Supplied data –
================

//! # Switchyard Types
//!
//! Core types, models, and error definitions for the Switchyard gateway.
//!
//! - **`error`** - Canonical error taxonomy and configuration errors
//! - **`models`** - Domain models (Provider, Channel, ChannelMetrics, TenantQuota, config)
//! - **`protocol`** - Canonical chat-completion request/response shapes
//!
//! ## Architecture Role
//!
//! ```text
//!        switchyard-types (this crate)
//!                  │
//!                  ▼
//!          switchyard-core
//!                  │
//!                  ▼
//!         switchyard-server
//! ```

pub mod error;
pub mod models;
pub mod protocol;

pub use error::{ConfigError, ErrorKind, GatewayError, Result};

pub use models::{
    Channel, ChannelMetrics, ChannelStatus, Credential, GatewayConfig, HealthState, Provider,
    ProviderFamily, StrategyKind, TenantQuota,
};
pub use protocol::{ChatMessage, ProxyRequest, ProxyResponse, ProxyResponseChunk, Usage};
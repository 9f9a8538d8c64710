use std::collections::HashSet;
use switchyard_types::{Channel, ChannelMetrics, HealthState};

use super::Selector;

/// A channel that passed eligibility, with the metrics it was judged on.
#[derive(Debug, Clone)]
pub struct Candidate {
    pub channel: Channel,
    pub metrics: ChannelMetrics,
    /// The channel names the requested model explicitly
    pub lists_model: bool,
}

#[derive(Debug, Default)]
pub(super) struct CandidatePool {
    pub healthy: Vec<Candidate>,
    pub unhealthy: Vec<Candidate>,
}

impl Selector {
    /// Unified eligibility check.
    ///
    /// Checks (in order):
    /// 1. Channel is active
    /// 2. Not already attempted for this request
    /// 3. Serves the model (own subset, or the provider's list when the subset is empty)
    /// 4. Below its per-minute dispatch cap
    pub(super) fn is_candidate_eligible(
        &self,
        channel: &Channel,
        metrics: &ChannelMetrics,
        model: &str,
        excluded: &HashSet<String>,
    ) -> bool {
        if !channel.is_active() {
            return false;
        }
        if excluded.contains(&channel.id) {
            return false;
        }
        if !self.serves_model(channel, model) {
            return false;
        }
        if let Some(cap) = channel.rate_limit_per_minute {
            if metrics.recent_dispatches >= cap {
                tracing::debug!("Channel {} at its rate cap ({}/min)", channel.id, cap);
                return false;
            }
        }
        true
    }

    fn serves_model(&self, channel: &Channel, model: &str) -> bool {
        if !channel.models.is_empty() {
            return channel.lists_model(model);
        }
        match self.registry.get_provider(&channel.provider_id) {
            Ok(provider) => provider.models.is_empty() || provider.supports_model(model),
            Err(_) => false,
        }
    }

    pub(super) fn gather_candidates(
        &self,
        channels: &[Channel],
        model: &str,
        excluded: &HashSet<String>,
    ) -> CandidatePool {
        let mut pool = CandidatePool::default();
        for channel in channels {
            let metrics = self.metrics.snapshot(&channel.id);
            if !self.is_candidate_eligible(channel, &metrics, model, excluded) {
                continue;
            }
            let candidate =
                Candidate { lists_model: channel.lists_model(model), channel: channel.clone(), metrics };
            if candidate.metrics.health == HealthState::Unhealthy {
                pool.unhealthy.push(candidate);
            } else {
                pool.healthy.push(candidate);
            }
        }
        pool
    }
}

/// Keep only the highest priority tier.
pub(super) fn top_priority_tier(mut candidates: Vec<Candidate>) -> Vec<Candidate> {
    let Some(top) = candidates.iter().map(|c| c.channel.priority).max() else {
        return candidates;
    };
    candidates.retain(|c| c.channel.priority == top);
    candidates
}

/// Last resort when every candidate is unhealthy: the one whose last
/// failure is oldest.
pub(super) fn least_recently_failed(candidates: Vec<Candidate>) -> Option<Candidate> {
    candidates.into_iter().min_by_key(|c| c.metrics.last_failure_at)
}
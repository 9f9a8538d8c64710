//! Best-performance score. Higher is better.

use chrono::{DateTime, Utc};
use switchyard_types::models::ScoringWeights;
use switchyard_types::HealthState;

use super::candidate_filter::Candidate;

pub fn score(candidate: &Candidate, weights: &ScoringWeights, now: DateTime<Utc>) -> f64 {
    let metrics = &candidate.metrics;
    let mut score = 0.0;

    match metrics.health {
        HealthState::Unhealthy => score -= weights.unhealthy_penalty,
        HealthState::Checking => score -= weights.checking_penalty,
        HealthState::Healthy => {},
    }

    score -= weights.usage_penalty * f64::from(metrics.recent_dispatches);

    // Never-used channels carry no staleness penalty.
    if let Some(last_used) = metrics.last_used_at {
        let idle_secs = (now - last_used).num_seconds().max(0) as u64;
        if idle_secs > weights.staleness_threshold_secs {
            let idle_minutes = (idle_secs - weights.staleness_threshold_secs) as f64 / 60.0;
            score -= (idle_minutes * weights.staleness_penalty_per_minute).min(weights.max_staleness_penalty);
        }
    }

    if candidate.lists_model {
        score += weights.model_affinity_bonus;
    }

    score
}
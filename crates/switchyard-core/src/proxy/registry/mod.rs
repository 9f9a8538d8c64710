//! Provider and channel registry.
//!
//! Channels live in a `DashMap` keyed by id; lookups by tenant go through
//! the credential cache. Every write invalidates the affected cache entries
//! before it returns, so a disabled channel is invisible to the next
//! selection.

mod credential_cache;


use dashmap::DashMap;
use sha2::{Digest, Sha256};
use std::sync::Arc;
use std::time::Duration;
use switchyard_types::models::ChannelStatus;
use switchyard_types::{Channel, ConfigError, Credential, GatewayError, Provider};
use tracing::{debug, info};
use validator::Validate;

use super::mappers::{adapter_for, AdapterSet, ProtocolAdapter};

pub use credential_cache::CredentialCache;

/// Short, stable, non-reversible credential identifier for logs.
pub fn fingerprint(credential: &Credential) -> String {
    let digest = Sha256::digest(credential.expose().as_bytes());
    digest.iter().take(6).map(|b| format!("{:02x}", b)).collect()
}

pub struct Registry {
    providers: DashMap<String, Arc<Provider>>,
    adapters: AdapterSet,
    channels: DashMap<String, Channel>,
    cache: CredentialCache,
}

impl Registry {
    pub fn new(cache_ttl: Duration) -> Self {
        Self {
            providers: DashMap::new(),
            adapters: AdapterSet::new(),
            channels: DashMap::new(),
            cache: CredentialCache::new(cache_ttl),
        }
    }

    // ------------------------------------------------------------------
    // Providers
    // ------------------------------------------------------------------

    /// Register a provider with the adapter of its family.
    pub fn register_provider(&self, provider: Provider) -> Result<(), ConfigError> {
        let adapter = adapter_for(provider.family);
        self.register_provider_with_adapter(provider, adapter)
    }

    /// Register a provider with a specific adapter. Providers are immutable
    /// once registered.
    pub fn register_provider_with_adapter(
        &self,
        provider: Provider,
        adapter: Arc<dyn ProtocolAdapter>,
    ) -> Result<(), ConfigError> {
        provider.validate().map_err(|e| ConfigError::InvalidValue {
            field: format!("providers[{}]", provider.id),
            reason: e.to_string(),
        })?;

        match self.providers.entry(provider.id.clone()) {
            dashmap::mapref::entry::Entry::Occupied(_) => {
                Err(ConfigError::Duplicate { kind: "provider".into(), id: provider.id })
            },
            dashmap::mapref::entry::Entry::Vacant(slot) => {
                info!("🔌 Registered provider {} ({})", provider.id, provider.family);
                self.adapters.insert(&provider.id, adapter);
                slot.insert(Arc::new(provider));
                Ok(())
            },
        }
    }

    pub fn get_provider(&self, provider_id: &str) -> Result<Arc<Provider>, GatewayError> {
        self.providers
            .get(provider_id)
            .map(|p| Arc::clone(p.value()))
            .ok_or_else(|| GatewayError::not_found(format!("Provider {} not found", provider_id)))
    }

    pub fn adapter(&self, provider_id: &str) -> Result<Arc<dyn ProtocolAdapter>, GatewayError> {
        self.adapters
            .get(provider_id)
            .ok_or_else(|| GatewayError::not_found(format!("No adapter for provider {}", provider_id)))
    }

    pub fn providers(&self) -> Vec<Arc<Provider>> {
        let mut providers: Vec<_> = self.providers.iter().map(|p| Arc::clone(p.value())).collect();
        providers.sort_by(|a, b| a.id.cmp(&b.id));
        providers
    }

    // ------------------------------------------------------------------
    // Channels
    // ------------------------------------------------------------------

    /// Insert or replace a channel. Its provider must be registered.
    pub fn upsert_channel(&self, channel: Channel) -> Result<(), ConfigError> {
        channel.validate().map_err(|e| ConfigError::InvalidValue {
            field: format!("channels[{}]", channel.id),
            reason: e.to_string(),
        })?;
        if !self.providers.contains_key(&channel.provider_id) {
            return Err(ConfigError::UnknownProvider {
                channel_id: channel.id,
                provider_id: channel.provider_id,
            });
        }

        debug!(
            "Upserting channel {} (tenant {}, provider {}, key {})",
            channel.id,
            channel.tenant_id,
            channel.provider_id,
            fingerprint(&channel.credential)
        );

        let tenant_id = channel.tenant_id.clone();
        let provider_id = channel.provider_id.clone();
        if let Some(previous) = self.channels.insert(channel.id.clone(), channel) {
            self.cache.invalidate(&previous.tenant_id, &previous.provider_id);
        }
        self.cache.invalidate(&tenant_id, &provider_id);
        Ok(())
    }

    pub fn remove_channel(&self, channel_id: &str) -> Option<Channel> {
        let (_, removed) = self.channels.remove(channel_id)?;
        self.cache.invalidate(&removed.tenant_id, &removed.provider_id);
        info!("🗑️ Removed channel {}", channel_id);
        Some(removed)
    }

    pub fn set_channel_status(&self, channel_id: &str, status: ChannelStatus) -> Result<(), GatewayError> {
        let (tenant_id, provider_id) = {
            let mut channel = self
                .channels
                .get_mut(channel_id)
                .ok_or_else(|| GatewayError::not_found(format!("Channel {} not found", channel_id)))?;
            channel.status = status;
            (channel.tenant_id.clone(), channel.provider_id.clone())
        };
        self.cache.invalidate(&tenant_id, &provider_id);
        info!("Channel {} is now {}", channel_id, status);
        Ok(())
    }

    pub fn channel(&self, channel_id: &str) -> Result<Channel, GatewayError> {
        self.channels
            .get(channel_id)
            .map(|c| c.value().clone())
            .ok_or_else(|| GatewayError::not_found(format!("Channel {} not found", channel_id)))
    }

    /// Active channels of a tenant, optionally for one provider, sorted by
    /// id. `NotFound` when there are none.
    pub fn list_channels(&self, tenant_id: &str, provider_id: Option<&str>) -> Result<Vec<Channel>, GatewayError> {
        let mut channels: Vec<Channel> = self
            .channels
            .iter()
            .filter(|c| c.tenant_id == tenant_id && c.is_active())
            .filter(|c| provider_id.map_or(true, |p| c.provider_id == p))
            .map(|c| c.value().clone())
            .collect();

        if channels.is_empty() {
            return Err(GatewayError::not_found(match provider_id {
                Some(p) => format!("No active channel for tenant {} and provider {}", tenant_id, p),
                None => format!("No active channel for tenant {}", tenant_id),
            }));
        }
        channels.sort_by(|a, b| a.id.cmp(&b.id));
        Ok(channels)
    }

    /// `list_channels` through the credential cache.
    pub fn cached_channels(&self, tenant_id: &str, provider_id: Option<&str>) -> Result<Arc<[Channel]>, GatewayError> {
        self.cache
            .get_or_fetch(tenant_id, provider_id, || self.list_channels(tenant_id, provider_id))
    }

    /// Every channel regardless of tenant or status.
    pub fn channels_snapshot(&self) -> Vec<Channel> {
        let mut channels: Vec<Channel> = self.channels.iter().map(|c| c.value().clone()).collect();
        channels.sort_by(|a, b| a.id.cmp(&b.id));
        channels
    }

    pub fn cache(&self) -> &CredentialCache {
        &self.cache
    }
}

================

Only the lines from the first line of the material above through the line that contains "ChannelMetrics, TenantQuota, config)" should be quoted, each one exactly.

Solution for this problem –
//! # Switchyard Types
//!
//! Core types, models, and error definitions for the Switchyard gateway.
//!
//! - **`error`** - Canonical error taxonomy and configuration errors
//! - **`models`** - Domain models (Provider, Channel, ChannelMetrics, TenantQuota, config)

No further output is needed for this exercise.